Home Software Services About Contact     
 
USEARCH v11

Read preparation: quality filtering

See also
  OTU / denoising pipeline
  Read preparation
  Defining and interpreting OTUs
  Expected errors
 
To get good OTU sequences, low-quality reads should be discarded because they often cause spurious OTUs. I strongly recommend using expected error filtering using the fastq_filter command, which is much more effective than most other quality filters.

 Discarding singletons is also an effective strategy for quality filtering.

Quality filtering should be performed after paired read merging, stripping primers and length trimming.
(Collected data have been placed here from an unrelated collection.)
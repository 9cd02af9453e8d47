//! The capability contract shared by every build environment.
//!
//! An [`Executor`] runs commands, moves files in and out, and reports
//! whether it exists and is running. [`HostExecutor`](crate::HostExecutor)
//! and [`Instance`](crate::Instance) implement it; [`Environment`] is the
//! tagged variant over both.

use crate::error::{CoreError, Result};
use crate::host::HostExecutor;
use crate::instance::Instance;
use crate::sync;
use async_trait::async_trait;
use kiln_lxd::{quote_command, RunEnvironment};
use std::path::Path;
use std::process::Stdio;
use tokio::process::{Child, Command};

/// Per-call execution options.
#[derive(Debug, Clone, Default)]
pub struct ExecOptions {
    /// Replaces the environment's default run environment for this call.
    pub env: Option<RunEnvironment>,
    /// Working directory inside the environment.
    pub cwd: Option<String>,
    /// Fail with [`CoreError::CommandFailed`] on non-zero exit.
    pub check: bool,
}

impl ExecOptions {
    /// Options that fail on non-zero exit.
    pub fn checked() -> Self {
        Self {
            check: true,
            ..Default::default()
        }
    }

    /// Override the run environment.
    pub fn env(mut self, env: RunEnvironment) -> Self {
        self.env = Some(env);
        self
    }

    /// Set the working directory.
    pub fn cwd(mut self, cwd: impl Into<String>) -> Self {
        self.cwd = Some(cwd.into());
        self
    }
}

/// Stdio wiring for a spawned process. Defaults to all null.
#[derive(Debug)]
pub struct ProcessIo {
    /// Standard input.
    pub stdin: Stdio,
    /// Standard output.
    pub stdout: Stdio,
    /// Standard error.
    pub stderr: Stdio,
}

impl Default for ProcessIo {
    fn default() -> Self {
        Self {
            stdin: Stdio::null(),
            stdout: Stdio::null(),
            stderr: Stdio::null(),
        }
    }
}

/// Result of a completed command.
#[derive(Debug, Clone, PartialEq, Eq)]
pub struct ExecOutput {
    /// Process exit code (-1 if terminated by a signal).
    pub exit_code: i32,
    /// Standard output.
    pub stdout: Vec<u8>,
    /// Standard error.
    pub stderr: Vec<u8>,
}

impl ExecOutput {
    /// Check if the command succeeded (exit code 0).
    pub fn success(&self) -> bool {
        self.exit_code == 0
    }

    /// Standard output as lossy UTF-8.
    pub fn stdout_lossy(&self) -> String {
        String::from_utf8_lossy(&self.stdout).into_owned()
    }
}

impl From<std::process::Output> for ExecOutput {
    fn from(output: std::process::Output) -> Self {
        Self {
            exit_code: output.status.code().unwrap_or(-1),
            stdout: output.stdout,
            stderr: output.stderr,
        }
    }
}

/// A build environment commands can be executed in.
#[async_trait]
pub trait Executor: Send + Sync {
    /// Short human-readable name for logs.
    fn describe(&self) -> String;

    /// Prepare (but do not spawn) a process running `command` in the environment.
    fn prepare_command(&self, command: &[String], options: &ExecOptions) -> Command;

    /// Run `command` to completion, capturing stdout and stderr.
    async fn execute_run(&self, command: &[String], options: &ExecOptions) -> Result<ExecOutput> {
        let mut cmd = self.prepare_command(command, options);
        cmd.stdin(Stdio::null())
            .stdout(Stdio::piped())
            .stderr(Stdio::piped());
        let output: ExecOutput = cmd.output().await?.into();
        if options.check && !output.success() {
            return Err(CoreError::CommandFailed {
                command: quote_command(command),
                exit_code: output.exit_code,
                stderr: String::from_utf8_lossy(&output.stderr).trim().to_string(),
            });
        }
        Ok(output)
    }

    /// Spawn `command` with the given stdio wiring.
    ///
    /// The prepared command is dropped before returning, so the parent keeps
    /// no copy of any pipe handed in through `io`.
    fn execute_popen(
        &self,
        command: &[String],
        options: &ExecOptions,
        io: ProcessIo,
    ) -> Result<Child> {
        let mut cmd = self.prepare_command(command, options);
        cmd.stdin(io.stdin).stdout(io.stdout).stderr(io.stderr);
        let child = cmd.spawn()?;
        drop(cmd);
        Ok(child)
    }

    /// Write `content` to `destination` with the given mode and ownership.
    async fn create_file(
        &self,
        destination: &Path,
        content: &[u8],
        mode: u32,
        uid: u32,
        gid: u32,
    ) -> Result<()>;

    /// Copy a single host file into the environment.
    async fn push_file(&self, source: &Path, destination: &Path) -> Result<()>;

    /// Copy a single file out of the environment onto the host.
    async fn pull_file(&self, source: &Path, destination: &Path) -> Result<()>;

    /// Whether the environment exists.
    async fn exists(&self) -> Result<bool>;

    /// Whether the environment is running.
    async fn is_running(&self) -> Result<bool>;

    /// Whether host directories can be bind-mounted into the environment.
    fn supports_mount(&self) -> bool;

    /// Bind-mount a host directory into the environment.
    async fn mount(&self, source: &Path, destination: &Path) -> Result<()>;

    /// Copy a host file or directory tree into the environment.
    ///
    /// Directory destinations are replaced.
    async fn sync_to(&self, source: &Path, destination: &Path) -> Result<()> {
        sync::sync_to(self, source, destination, true).await
    }

    /// Copy a file or directory tree out of the environment onto the host.
    async fn sync_from(&self, source: &Path, destination: &Path) -> Result<()> {
        sync::sync_from(self, source, destination).await
    }
}

/// A provisioned environment: the host itself or a container instance.
#[derive(Debug)]
pub enum Environment {
    /// Commands run directly on the host.
    Host(HostExecutor),
    /// Commands run inside a container instance.
    Container(Instance),
}

impl Environment {
    /// The instance, if this is a container environment.
    pub fn instance(&self) -> Option<&Instance> {
        match self {
            Self::Container(instance) => Some(instance),
            Self::Host(_) => None,
        }
    }

    fn inner(&self) -> &dyn Executor {
        match self {
            Self::Host(host) => host,
            Self::Container(instance) => instance,
        }
    }
}

#[async_trait]
impl Executor for Environment {
    fn describe(&self) -> String {
        self.inner().describe()
    }

    fn prepare_command(&self, command: &[String], options: &ExecOptions) -> Command {
        self.inner().prepare_command(command, options)
    }

    async fn create_file(
        &self,
        destination: &Path,
        content: &[u8],
        mode: u32,
        uid: u32,
        gid: u32,
    ) -> Result<()> {
        self.inner()
            .create_file(destination, content, mode, uid, gid)
            .await
    }

    async fn push_file(&self, source: &Path, destination: &Path) -> Result<()> {
        self.inner().push_file(source, destination).await
    }

    async fn pull_file(&self, source: &Path, destination: &Path) -> Result<()> {
        self.inner().pull_file(source, destination).await
    }

    async fn exists(&self) -> Result<bool> {
        self.inner().exists().await
    }

    async fn is_running(&self) -> Result<bool> {
        self.inner().is_running().await
    }

    fn supports_mount(&self) -> bool {
        self.inner().supports_mount()
    }

    async fn mount(&self, source: &Path, destination: &Path) -> Result<()> {
        self.inner().mount(source, destination).await
    }
}

#[cfg(test)]
mod tests {
    use super::*;

    #[test]
    fn test_exec_output_success() {
        let output = ExecOutput {
            exit_code: 0,
            stdout: b"hi\n".to_vec(),
            stderr: Vec::new(),
        };
        assert!(output.success());
        assert_eq!(output.stdout_lossy(), "hi\n");
    }

    #[test]
    fn test_exec_output_failure() {
        let output = ExecOutput {
            exit_code: 1,
            stdout: Vec::new(),
            stderr: b"error".to_vec(),
        };
        assert!(!output.success());
    }

    #[test]
    fn test_exec_options_builders() {
        let options = ExecOptions::checked()
            .cwd("/root/project")
            .env(RunEnvironment::from([("A".to_string(), "1".to_string())]));
        assert!(options.check);
        assert_eq!(options.cwd.as_deref(), Some("/root/project"));
        assert_eq!(options.env.unwrap()["A"], "1");
    }
}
Paired read merging should be done before quality filtering because the posterior Q scores in the overlapping region are more accurate. You should use the usearch fastq_mergepairs command to get this benefit, because most other paired read assemblers generate incorrect concensus Q scores, most notably PANDAseq which systematically reduces Q scores at positions where both reads agree.

Trimming should be done before quality filtering because trimming always reduces expected errors, so e.e. will be over-estimated if it is calculated before trimming.

I recommend using setting the maximum expected error threshold to 1.0, regardless of the read length.

Example

usearch -fastq_filter trimmed.fq -fastq_maxee 1.0 -fastaout filtered.fa

Validating quality filtering
The best way to validate the effectiveness of quality filtering, and the other steps in your pipeline, is to use control samples with known composition. If you don't have control samples, the fastx_learn command can be used to estimate the error rate de novo. This can be used as a check that the error rate after quality filtering is low, i.e. that the Q scores give good predictions of base call errors. For some machines, e.g. 454 and Ion Torrent, the Q scores are much less effective than Illumina because they are estimates of the homopolymer length error, not of the base call error. Using fastx_learn can reveal this type of problem. If that happens, a more effective quality filtering strategy is to increase the minimum abundance threshold. The minimum abundance can be tuned using a mock community control sample.